▶ ACTIVITY: The line containing "fn at_end(&self) ->" marks the end; copy exactly all lines from the start of the material up to and including it.

▶ SUPPLIED MATERIAL:

impl<'a> Cursor<'a> {
    fn new(tokens: &'a [Token]) -> Self {
        Self { tokens, i: 0 }
    }

    fn peek(&self) -> Option<&'a Token> {
        self.tokens.get(self.i)
    }

    fn advance(&mut self) -> Option<&'a Token> {
        let t = self.tokens.get(self.i);
        self.i += 1;
        t
    }

    fn at_end(&self) -> bool {
        self.i >= self.tokens.len()
    }

    /// Position for error reporting: the current token, or just past the last.
    fn pos(&self) -> SourcePos {
        self.tokens
            .get(self.i)
            .or_else(|| self.tokens.last())
            .map_or_else(SourcePos::default, |t| t.pos)
    }

    fn eat_symbol(&mut self, sym: &str) -> bool {
        if self.peek().is_some_and(|t| t.is_symbol(sym)) {
            self.i += 1;
            true
        } else {
            false
        }
    }

    fn eat_word(&mut self, word: &str) -> bool {
        if self.peek().is_some_and(|t| t.is_word(word)) {
            self.i += 1;
            true
        } else {
            false
        }
    }

    fn expect_symbol(&mut self, sym: &str) -> ParseResult<()> {
        if self.eat_symbol(sym) {
            Ok(())
        } else {
            Err(CodeError::new(format!("expected '{sym}'"), self.pos()))
        }
    }

    fn expect_identifier(&mut self) -> ParseResult<(String, SourcePos)> {
        let pos = self.pos();
        match self.peek().and_then(Token::identifier) {
            Some(name) => {
                let name = name.to_string();
                self.i += 1;
                Ok((name, pos))
            }
            None => Err(CodeError::new("expected an identifier", pos)),
        }
    }

    fn expect_end(&self) -> ParseResult<()> {
        if self.at_end() {
            Ok(())
        } else {
            Err(CodeError::new("unexpected trailing tokens", self.pos()))
        }
    }
}

fn first_word(node: &LexNode) -> &str {
    match node.tokens.first() {
        Some(t) if matches!(t.kind, TokenKind::Word) => &t.text,
        _ => "",
    }
}

fn node_pos(node: &LexNode) -> SourcePos {
    node.tokens.first().map_or_else(SourcePos::default, |t| t.pos)
}

fn expect_no_block(node: &LexNode) -> ParseResult<()> {
    if node.children.is_empty() {
        Ok(())
    } else {
        Err(CodeError::new("unexpected indent", node_pos(&node.children[0])))
    }
}

fn expect_block<'a>(node: &'a LexNode) -> ParseResult<&'a [LexNode]> {
    if node.children.is_empty() {
        Err(CodeError::new(
            "expected an indented block",
            node.tokens.last().map_or_else(SourcePos::default, |t| t.pos),
        ))
    } else {
        Ok(&node.children)
    }
}

// --- Statements ---------------------------------------------------------

fn parse_block(nodes: &[LexNode], st: &mut ParserState) -> ParseResult<Vec<Stat>> {
    let mut out = Vec::new();
    let mut i = 0;
    while i < nodes.len() {
        let node = &nodes[i];
        let pos = node_pos(node);
        match first_word(node) {
            "if" => {
                let (cond, body) = parse_conditional(node, st)?;
                // Collect the elif chain and optional trailing else.
                let mut elifs = Vec::new();
                let mut orelse = Vec::new();
                while i + 1 < nodes.len() && first_word(&nodes[i + 1]) == "elif" {
                    i += 1;
                    elifs.push((node_pos(&nodes[i]), parse_conditional(&nodes[i], st)?));
                }
                if i + 1 < nodes.len() && first_word(&nodes[i + 1]) == "else" {
                    i += 1;
                    orelse = parse_else(&nodes[i], st)?;
                }
                // elif desugars into nested if/else from the back.
                for (epos, (econd, ebody)) in elifs.into_iter().rev() {
                    let inner = Stat::new(
                        StatKind::If {
                            cond: econd,
                            body: ebody,
                            orelse,
                        },
                        epos,
                    );
                    orelse = vec![inner];
                }
                out.push(Stat::new(StatKind::If { cond, body, orelse }, pos));
            }
            "while" => {
                st.loop_depth += 1;
                let parsed = parse_conditional(node, st);
                st.loop_depth -= 1;
                let (cond, body) = parsed?;
                let mut orelse = Vec::new();
                if i + 1 < nodes.len() && first_word(&nodes[i + 1]) == "else" {
                    i += 1;
                    orelse = parse_else(&nodes[i], st)?;
                }
                out.push(Stat::new(StatKind::While { cond, body, orelse }, pos));
            }
            "for" => {
                let mut stat = parse_for(node, st)?;
                if i + 1 < nodes.len() && first_word(&nodes[i + 1]) == "else" {
                    i += 1;
                    let orelse = parse_else(&nodes[i], st)?;
                    if let StatKind::For { orelse: slot, .. } = &mut stat.kind {
                        *slot = orelse;
                    }
                }
                out.push(stat);
            }
            "try" => {
                let mut cur = Cursor::new(&node.tokens);
                cur.advance();
                let body = parse_suite(node, &mut cur, st)?;
                let mut excepts = Vec::new();
                let mut finally = Vec::new();
                while i + 1 < nodes.len() && first_word(&nodes[i + 1]) == "except" {
                    i += 1;
                    let clause = parse_except(&nodes[i], st)?;
                    if let Some(prev) = excepts.last() {
                        let prev: &ExceptClause = prev;
                        if prev.exc_type.is_none() {
                            return Err(CodeError::new(
                                "default 'except' clause must be last",
                                clause.pos,
                            ));
                        }
                    }
                    excepts.push(clause);
                }
                if i + 1 < nodes.len() && first_word(&nodes[i + 1]) == "finally" {
                    i += 1;
                    let fnode = &nodes[i];
                    let mut cur = Cursor::new(&fnode.tokens);
                    cur.advance();
                    finally = parse_suite(fnode, &mut cur, st)?;
                }
                if excepts.is_empty() && finally.is_empty() {
                    return Err(CodeError::new("expected an 'except' or 'finally' clause", pos));
                }
                out.push(Stat::new(StatKind::Try { body, excepts, finally }, pos));
            }
            "elif" => {
                return Err(CodeError::new(
                    "an 'elif' clause may only appear after an 'if' or 'elif' clause",
                    pos,
                ));
            }
            "else" => {
                return Err(CodeError::new(
                    "an 'else' clause may only appear after an 'if', 'elif', 'while', or 'for' clause",
                    pos,
                ));
            }
            "except" | "finally" => {
                return Err(CodeError::new(
                    "an 'except' or 'finally' clause may only appear after a 'try' clause",
                    pos,
                ));
            }
            "with" => {
                parse_with(node, st, &mut out)?;
            }
            "def" => {
                let func = parse_def(node, st)?;
                out.push(Stat::new(StatKind::Def(Box::new(func)), pos));
            }
            "class" => {
                out.push(parse_class(node, st)?);
            }
            _ => {
                // One or more simple statements separated by semicolons.
                expect_no_block(node)?;
                let mut cur = Cursor::new(&node.tokens);
                parse_simple_statements(&mut cur, st, &mut out)?;
            }
        }
        i += 1;
    }
    Ok(out)
}

/// Parses a statement body: either an inline suite of simple statements
/// after the colon, or the indented block beneath the line.
fn parse_suite(node: &LexNode, cur: &mut Cursor<'_>, st: &mut ParserState) -> ParseResult<Vec<Stat>> {
    cur.expect_symbol(":")?;
    if cur.at_end() {
        parse_block(expect_block(node)?, st)
    } else {
        expect_no_block(node)?;
        let mut out = Vec::new();
        parse_simple_statements(cur, st, &mut out)?;
        Ok(out)
    }
}

/// Parses semicolon-separated simple statements until the end of the line.
fn parse_simple_statements(
    cur: &mut Cursor<'_>,
    st: &mut ParserState,
    out: &mut Vec<Stat>,
) -> ParseResult<()> {
    loop {
        out.push(parse_simple_statement(cur, st)?);
        if cur.eat_symbol(";") {
            if cur.at_end() {
                return Ok(());
            }
            continue;
        }
        return cur.expect_end();
    }
}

▶ RESULT FOR THIS EXERCISE:
impl<'a> Cursor<'a> {
    fn new(tokens: &'a [Token]) -> Self {
        Self { tokens, i: 0 }
    }

    fn peek(&self) -> Option<&'a Token> {
        self.tokens.get(self.i)
    }

    fn advance(&mut self) -> Option<&'a Token> {
        let t = self.tokens.get(self.i);
        self.i += 1;
        t
    }

    fn at_end(&self) -> bool {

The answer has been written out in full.